**YOUR INSTRUCTIONS**
Type out the full set of entries again, unchanged.

Dataset excerpts
-------------------------

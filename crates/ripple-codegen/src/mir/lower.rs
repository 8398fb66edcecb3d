//! FIR to MIR lowering.
//!
//! A single walk over the typed AST. Program elements land in the
//! [`MirContext`] (element types, globals, functions); statements and
//! expressions become the MIR tree. Identifier categories were resolved by
//! the parser and are not rechecked here; what is checked are the semantic
//! facts the symbol table can no longer answer -- unknown tuple receivers
//! and unresolved reduction targets -- which produce diagnostics and a
//! placeholder node so the walk continues.
//!
//! Method names in the fixed intrinsic set are renamed to `builtin_<name>`
//! here and nowhere else, so re-lowering printed output can never
//! double-prefix.

use ripple_common::span::Span;
use ripple_parser::ast::expr as fir;
use ripple_parser::ast::item::{self, Item};
use ripple_parser::ast::stmt as fir_stmt;
use ripple_parser::ast::types as fir_ty;
use ripple_parser::ast::AstNode;
use ripple_parser::{Parse, SyntaxNode};
use rustc_hash::FxHashSet;
use std::fmt;

use super::context::{BackendConfig, ElementTypeDef, GlobalVar, MirContext};
use super::{
    ApplyKind, BinOp, CasOp, CmpOp, Direction, EdgeSetApply, MirExpr, MirFunction, MirType,
    MirVar, ReduceOp, ScalarKind, Stmt, StmtKind, TupleIndex, UnaryOp,
};

/// The methods reserved by the runtime library. Calls to these in method
/// position are renamed to `builtin_<name>`.
const INTRINSIC_METHODS: &[&str] = &[
    "sum",
    "getVertices",
    "getOutDegrees",
    "getOutDegreesUint",
    "getOutDegree",
    "getNgh",
    "relabel",
    "getVertexSetSize",
    "addVertex",
    "append",
    "pop",
    "transpose",
];

/// A problem found while lowering. Lowering accumulates these and keeps
/// walking.
#[derive(Debug, Clone, PartialEq)]
pub struct LoweringDiagnostic {
    pub message: String,
    pub span: Span,
}

impl fmt::Display for LoweringDiagnostic {
    fn fmt(&self, f: &mut fmt::Formatter<'_>) -> fmt::Result {
        write!(f, "{}", self.message)
    }
}

/// Lower a parsed program into a MIR context.
pub fn lower(parse: &Parse, config: BackendConfig) -> (MirContext, Vec<LoweringDiagnostic>) {
    let mut lowerer = Lowerer {
        ctx: MirContext::new(config),
        diagnostics: Vec::new(),
        label_stack: Vec::new(),
        scopes: vec![FxHashSet::default()],
    };
    lowerer.lower_program(&parse.program());
    (lowerer.ctx, lowerer.diagnostics)
}

struct Lowerer {
    ctx: MirContext,
    diagnostics: Vec<LoweringDiagnostic>,
    /// Innermost-last stack of statement labels.
    label_stack: Vec<String>,
    /// Names known to be declared, for the semantic checks lowering owns.
    scopes: Vec<FxHashSet<String>>,
}

fn span_of(node: &SyntaxNode) -> Span {
    let range = node.text_range();
    Span::new(range.start().into(), range.end().into())
}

-------------------------

**WRITTEN REPLY**
filename crates/ripple-codegen/src/mir/lower.rs
repository 8398fb66edcecb3d
//! FIR to MIR lowering.
//!
//! A single walk over the typed AST. Program elements land in the
//! [`MirContext`] (element types, globals, functions); statements and
//! expressions become the MIR tree. Identifier categories were resolved by
//! the parser and are not rechecked here; what is checked are the semantic
//! facts the symbol table can no longer answer -- unknown tuple receivers
//! and unresolved reduction targets -- which produce diagnostics and a
//! placeholder node so the walk continues.
//!
//! Method names in the fixed intrinsic set are renamed to `builtin_<name>`
//! here and nowhere else, so re-lowering printed output can never
//! double-prefix.

use ripple_common::span::Span;
use ripple_parser::ast::expr as fir;
use ripple_parser::ast::item::{self, Item};
use ripple_parser::ast::stmt as fir_stmt;
use ripple_parser::ast::types as fir_ty;
use ripple_parser::ast::AstNode;
use ripple_parser::{Parse, SyntaxNode};
use rustc_hash::FxHashSet;
use std::fmt;

use super::context::{BackendConfig, ElementTypeDef, GlobalVar, MirContext};
use super::{
    ApplyKind, BinOp, CasOp, CmpOp, Direction, EdgeSetApply, MirExpr, MirFunction, MirType,
    MirVar, ReduceOp, ScalarKind, Stmt, StmtKind, TupleIndex, UnaryOp,
};

/// The methods reserved by the runtime library. Calls to these in method
/// position are renamed to `builtin_<name>`.
const INTRINSIC_METHODS: &[&str] = &[
    "sum",
    "getVertices",
    "getOutDegrees",
    "getOutDegreesUint",
    "getOutDegree",
    "getNgh",
    "relabel",
    "getVertexSetSize",
    "addVertex",
    "append",
    "pop",
    "transpose",
];

/// A problem found while lowering. Lowering accumulates these and keeps
/// walking.
#[derive(Debug, Clone, PartialEq)]
pub struct LoweringDiagnostic {
    pub message: String,
    pub span: Span,
}

impl fmt::Display for LoweringDiagnostic {
    fn fmt(&self, f: &mut fmt::Formatter<'_>) -> fmt::Result {
        write!(f, "{}", self.message)
    }
}

/// Lower a parsed program into a MIR context.
pub fn lower(parse: &Parse, config: BackendConfig) -> (MirContext, Vec<LoweringDiagnostic>) {
    let mut lowerer = Lowerer {
        ctx: MirContext::new(config),
        diagnostics: Vec::new(),
        label_stack: Vec::new(),
        scopes: vec![FxHashSet::default()],
    };
    lowerer.lower_program(&parse.program());
    (lowerer.ctx, lowerer.diagnostics)
}

struct Lowerer {
    ctx: MirContext,
    diagnostics: Vec<LoweringDiagnostic>,
    /// Innermost-last stack of statement labels.
    label_stack: Vec<String>,
    /// Names known to be declared, for the semantic checks lowering owns.
    scopes: Vec<FxHashSet<String>>,
}

fn span_of(node: &SyntaxNode) -> Span {
    let range = node.text_range();
    Span::new(range.start().into(), range.end().into())
}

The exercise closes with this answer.